━━ Exercise materials ━━
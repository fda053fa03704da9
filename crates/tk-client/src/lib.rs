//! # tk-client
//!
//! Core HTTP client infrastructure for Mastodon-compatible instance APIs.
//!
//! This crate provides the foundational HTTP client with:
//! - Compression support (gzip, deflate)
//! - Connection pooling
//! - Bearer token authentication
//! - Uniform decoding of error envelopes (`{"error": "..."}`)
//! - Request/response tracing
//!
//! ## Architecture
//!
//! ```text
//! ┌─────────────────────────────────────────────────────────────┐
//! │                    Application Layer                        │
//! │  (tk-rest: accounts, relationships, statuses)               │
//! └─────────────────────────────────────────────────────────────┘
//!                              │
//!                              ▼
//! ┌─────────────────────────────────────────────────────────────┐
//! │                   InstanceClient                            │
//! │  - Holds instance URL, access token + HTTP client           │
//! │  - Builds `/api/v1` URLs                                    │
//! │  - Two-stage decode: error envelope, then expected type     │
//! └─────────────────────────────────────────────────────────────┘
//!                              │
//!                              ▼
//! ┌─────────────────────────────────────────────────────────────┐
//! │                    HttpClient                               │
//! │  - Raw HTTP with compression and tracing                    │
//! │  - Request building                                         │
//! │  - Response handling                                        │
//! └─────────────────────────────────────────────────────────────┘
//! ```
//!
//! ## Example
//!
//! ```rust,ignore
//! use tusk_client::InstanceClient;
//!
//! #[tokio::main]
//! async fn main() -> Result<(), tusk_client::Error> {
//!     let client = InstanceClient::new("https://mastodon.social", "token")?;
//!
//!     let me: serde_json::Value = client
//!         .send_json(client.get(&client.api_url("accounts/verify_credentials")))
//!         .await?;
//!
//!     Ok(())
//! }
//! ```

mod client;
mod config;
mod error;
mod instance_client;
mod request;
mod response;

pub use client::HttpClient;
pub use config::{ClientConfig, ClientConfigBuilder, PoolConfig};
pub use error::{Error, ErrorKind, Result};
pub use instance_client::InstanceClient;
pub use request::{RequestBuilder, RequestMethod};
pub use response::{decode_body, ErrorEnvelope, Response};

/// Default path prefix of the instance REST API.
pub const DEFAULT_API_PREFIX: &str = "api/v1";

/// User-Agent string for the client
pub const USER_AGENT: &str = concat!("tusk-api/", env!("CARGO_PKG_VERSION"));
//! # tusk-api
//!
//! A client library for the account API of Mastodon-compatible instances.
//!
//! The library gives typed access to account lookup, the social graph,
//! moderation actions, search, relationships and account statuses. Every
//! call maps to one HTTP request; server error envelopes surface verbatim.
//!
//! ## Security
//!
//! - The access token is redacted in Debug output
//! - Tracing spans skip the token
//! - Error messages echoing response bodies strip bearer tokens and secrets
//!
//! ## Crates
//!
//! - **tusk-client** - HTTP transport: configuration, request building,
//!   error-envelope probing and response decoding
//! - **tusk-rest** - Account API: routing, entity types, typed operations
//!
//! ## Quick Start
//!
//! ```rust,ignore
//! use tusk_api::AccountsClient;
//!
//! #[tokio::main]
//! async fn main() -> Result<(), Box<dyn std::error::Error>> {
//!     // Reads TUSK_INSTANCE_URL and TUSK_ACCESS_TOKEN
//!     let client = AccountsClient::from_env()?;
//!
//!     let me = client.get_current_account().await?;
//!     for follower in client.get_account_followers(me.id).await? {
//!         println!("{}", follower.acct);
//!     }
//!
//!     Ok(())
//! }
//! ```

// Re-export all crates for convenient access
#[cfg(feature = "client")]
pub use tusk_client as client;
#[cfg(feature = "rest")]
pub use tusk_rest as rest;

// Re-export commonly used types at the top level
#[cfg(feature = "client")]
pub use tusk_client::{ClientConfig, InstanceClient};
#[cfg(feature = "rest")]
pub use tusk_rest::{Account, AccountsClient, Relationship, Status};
━━━
━━ Exercise materials ━━
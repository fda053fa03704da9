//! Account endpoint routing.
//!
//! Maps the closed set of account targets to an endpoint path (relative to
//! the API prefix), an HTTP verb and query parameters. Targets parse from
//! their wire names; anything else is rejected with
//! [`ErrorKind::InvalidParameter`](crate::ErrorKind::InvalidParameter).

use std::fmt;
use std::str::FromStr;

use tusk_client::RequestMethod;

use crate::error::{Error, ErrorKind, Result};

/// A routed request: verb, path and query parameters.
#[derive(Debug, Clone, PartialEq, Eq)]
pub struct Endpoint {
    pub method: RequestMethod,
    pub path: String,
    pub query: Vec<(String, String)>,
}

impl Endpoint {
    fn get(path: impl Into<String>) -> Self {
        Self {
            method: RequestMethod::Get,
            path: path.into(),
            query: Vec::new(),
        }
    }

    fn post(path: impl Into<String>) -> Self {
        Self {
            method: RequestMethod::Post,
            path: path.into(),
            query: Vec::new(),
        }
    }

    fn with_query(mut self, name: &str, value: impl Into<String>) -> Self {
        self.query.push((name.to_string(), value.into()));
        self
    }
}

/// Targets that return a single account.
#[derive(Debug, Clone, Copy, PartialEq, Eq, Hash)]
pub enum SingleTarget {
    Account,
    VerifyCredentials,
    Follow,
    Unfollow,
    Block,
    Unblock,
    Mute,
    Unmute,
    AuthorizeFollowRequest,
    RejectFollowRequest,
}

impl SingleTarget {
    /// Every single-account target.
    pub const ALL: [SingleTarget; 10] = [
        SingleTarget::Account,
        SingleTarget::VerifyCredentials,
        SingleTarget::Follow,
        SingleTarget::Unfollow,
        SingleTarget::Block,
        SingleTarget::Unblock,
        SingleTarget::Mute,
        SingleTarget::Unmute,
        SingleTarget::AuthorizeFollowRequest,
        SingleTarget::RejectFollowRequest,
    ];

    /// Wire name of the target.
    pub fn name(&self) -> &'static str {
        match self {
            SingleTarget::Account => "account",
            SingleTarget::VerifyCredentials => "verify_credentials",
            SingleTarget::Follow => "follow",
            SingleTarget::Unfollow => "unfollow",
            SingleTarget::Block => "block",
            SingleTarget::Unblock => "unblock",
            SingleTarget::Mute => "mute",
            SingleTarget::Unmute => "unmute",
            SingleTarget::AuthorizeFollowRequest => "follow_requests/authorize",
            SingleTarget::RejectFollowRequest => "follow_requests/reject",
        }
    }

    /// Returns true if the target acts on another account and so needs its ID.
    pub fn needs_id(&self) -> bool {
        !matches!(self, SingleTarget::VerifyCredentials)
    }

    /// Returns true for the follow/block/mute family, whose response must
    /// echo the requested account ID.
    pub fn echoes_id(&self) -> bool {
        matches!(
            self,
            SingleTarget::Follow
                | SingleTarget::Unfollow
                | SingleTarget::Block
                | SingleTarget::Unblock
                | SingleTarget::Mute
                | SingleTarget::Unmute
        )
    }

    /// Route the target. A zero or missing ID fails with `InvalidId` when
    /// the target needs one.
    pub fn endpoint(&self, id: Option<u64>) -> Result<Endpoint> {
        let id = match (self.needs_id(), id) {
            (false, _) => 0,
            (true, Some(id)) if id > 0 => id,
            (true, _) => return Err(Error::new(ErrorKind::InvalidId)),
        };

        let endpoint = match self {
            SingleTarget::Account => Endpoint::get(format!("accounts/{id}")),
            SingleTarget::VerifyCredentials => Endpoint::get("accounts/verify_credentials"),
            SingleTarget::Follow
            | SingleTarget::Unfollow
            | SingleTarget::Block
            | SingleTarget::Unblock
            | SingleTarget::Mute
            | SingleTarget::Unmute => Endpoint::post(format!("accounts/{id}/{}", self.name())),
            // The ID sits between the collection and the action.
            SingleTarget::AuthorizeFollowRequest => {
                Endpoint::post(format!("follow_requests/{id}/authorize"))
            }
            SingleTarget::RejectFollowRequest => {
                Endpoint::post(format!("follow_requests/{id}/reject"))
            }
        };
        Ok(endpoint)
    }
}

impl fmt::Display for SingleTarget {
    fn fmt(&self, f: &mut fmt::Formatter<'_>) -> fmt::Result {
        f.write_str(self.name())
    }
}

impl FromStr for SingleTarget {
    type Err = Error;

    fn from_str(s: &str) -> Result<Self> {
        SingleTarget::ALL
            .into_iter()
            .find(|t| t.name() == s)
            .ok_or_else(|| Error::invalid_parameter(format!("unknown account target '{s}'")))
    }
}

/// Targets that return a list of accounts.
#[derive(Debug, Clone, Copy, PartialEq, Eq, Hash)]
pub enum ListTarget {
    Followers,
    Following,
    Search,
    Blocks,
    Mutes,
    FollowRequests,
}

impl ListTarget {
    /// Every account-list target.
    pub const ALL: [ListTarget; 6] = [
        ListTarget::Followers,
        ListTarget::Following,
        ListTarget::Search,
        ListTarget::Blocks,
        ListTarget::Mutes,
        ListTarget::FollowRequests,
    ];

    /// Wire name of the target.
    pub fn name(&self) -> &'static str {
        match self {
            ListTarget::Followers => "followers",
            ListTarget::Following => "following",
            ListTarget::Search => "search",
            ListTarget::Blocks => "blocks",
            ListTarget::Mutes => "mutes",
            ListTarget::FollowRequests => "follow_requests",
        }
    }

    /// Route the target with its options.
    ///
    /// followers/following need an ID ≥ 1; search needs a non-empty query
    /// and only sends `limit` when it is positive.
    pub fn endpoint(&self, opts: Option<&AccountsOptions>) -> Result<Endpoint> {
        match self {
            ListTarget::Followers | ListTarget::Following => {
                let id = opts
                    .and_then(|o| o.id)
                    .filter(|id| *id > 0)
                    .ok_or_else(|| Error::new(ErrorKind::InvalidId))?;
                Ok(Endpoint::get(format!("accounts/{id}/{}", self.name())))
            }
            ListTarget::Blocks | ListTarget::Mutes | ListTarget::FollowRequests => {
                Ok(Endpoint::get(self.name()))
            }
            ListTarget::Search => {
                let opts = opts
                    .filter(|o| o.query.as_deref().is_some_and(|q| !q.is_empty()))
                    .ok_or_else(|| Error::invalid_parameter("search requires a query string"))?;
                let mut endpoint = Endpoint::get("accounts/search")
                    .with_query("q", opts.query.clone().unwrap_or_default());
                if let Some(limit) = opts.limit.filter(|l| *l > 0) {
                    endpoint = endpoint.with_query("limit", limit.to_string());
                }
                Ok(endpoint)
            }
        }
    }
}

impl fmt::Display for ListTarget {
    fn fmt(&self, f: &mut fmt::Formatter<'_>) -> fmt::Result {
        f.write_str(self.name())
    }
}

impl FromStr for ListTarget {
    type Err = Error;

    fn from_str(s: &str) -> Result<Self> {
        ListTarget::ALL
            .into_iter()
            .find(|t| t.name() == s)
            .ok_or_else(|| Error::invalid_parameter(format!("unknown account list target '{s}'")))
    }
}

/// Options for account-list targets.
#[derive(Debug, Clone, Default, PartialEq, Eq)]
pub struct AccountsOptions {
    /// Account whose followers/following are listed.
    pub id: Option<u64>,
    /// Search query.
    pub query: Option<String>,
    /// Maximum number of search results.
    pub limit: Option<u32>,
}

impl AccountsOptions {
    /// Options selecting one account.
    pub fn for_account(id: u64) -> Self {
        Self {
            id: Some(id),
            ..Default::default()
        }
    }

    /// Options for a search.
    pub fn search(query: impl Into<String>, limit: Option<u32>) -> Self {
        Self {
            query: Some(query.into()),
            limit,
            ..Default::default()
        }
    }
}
━━━
What you should do:
Filter the entries above down to the lines that contain the word "typed".

Task response:
//! The library gives typed access to account lookup, the social graph,
//! - **tusk-rest** - Account API: routing, entity types, typed operations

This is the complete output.